Segment Start: Data for analysis

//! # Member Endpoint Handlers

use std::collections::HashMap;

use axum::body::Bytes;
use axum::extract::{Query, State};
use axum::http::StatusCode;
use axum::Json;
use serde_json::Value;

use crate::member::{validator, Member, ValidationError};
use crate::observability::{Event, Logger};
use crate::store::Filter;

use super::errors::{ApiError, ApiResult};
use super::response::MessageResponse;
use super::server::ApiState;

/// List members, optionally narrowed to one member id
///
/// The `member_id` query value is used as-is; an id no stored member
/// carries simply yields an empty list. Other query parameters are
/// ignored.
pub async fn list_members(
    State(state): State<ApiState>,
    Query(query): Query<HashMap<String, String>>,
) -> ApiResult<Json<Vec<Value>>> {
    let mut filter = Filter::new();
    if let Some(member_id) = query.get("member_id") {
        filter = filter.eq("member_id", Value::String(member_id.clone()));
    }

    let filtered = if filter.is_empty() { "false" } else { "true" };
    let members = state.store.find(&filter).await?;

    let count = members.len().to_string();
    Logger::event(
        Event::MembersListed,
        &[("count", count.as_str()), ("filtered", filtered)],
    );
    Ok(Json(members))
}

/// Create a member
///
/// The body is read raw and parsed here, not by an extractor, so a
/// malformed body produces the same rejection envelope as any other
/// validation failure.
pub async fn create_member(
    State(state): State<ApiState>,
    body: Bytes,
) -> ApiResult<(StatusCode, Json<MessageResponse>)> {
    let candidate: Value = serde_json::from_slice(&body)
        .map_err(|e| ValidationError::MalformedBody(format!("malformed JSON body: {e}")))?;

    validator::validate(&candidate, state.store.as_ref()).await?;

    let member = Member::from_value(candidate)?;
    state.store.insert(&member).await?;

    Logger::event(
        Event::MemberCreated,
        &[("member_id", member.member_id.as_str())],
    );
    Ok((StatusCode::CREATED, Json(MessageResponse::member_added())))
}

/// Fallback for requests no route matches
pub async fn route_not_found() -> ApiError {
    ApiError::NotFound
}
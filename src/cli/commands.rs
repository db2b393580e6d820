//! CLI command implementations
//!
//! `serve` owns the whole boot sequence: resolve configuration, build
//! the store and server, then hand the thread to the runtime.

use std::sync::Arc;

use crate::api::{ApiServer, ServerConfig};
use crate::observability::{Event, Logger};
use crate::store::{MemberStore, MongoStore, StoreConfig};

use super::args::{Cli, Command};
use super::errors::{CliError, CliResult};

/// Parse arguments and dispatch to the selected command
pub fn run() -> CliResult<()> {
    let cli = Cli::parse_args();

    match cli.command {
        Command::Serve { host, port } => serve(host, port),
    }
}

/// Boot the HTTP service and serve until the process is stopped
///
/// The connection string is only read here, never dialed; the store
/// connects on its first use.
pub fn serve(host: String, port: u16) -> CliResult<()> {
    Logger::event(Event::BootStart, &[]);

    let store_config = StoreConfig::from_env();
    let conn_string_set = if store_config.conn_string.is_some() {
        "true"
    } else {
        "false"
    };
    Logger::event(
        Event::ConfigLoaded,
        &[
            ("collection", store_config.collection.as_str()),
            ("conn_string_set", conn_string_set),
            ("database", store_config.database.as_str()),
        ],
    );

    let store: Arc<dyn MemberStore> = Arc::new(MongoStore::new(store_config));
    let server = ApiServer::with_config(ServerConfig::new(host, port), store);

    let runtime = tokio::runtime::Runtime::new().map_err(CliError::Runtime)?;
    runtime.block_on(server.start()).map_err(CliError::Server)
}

Segment End: Data for analysis

- [What is being asked]
Print every line you see above, exactly as written.

- [Response to this exercise]
//! # Member Endpoint Handlers

use std::collections::HashMap;

use axum::body::Bytes;
use axum::extract::{Query, State};
use axum::http::StatusCode;
use axum::Json;
use serde_json::Value;

use crate::member::{validator, Member, ValidationError};
use crate::observability::{Event, Logger};
use crate::store::Filter;

use super::errors::{ApiError, ApiResult};
use super::response::MessageResponse;
use super::server::ApiState;

/// List members, optionally narrowed to one member id
///
/// The `member_id` query value is used as-is; an id no stored member
/// carries simply yields an empty list. Other query parameters are
/// ignored.
pub async fn list_members(
    State(state): State<ApiState>,
    Query(query): Query<HashMap<String, String>>,
) -> ApiResult<Json<Vec<Value>>> {
    let mut filter = Filter::new();
    if let Some(member_id) = query.get("member_id") {
        filter = filter.eq("member_id", Value::String(member_id.clone()));
    }

    let filtered = if filter.is_empty() { "false" } else { "true" };
    let members = state.store.find(&filter).await?;

    let count = members.len().to_string();
    Logger::event(
        Event::MembersListed,
        &[("count", count.as_str()), ("filtered", filtered)],
    );
    Ok(Json(members))
}

/// Create a member
///
/// The body is read raw and parsed here, not by an extractor, so a
/// malformed body produces the same rejection envelope as any other
/// validation failure.
pub async fn create_member(
    State(state): State<ApiState>,
    body: Bytes,
) -> ApiResult<(StatusCode, Json<MessageResponse>)> {
    let candidate: Value = serde_json::from_slice(&body)
        .map_err(|e| ValidationError::MalformedBody(format!("malformed JSON body: {e}")))?;

    validator::validate(&candidate, state.store.as_ref()).await?;

    let member = Member::from_value(candidate)?;
    state.store.insert(&member).await?;

    Logger::event(
        Event::MemberCreated,
        &[("member_id", member.member_id.as_str())],
    );
    Ok((StatusCode::CREATED, Json(MessageResponse::member_added())))
}

/// Fallback for requests no route matches
pub async fn route_not_found() -> ApiError {
    ApiError::NotFound
}
filename src/cli/commands.rs
repository db2b393580e6d820
//! CLI command implementations
//!
//! `serve` owns the whole boot sequence: resolve configuration, build
//! the store and server, then hand the thread to the runtime.

use std::sync::Arc;

use crate::api::{ApiServer, ServerConfig};
use crate::observability::{Event, Logger};
use crate::store::{MemberStore, MongoStore, StoreConfig};

use super::args::{Cli, Command};
use super::errors::{CliError, CliResult};

/// Parse arguments and dispatch to the selected command
pub fn run() -> CliResult<()> {
    let cli = Cli::parse_args();

    match cli.command {
        Command::Serve { host, port } => serve(host, port),
    }
}

/// Boot the HTTP service and serve until the process is stopped
///
/// The connection string is only read here, never dialed; the store
/// connects on its first use.
pub fn serve(host: String, port: u16) -> CliResult<()> {
    Logger::event(Event::BootStart, &[]);

    let store_config = StoreConfig::from_env();
    let conn_string_set = if store_config.conn_string.is_some() {
        "true"
    } else {
        "false"
    };
    Logger::event(
        Event::ConfigLoaded,
        &[
            ("collection", store_config.collection.as_str()),
            ("conn_string_set", conn_string_set),
            ("database", store_config.database.as_str()),
        ],
    );

    let store: Arc<dyn MemberStore> = Arc::new(MongoStore::new(store_config));
    let server = ApiServer::with_config(ServerConfig::new(host, port), store);

    let runtime = tokio::runtime::Runtime::new().map_err(CliError::Runtime)?;
    runtime.block_on(server.start()).map_err(CliError::Server)
}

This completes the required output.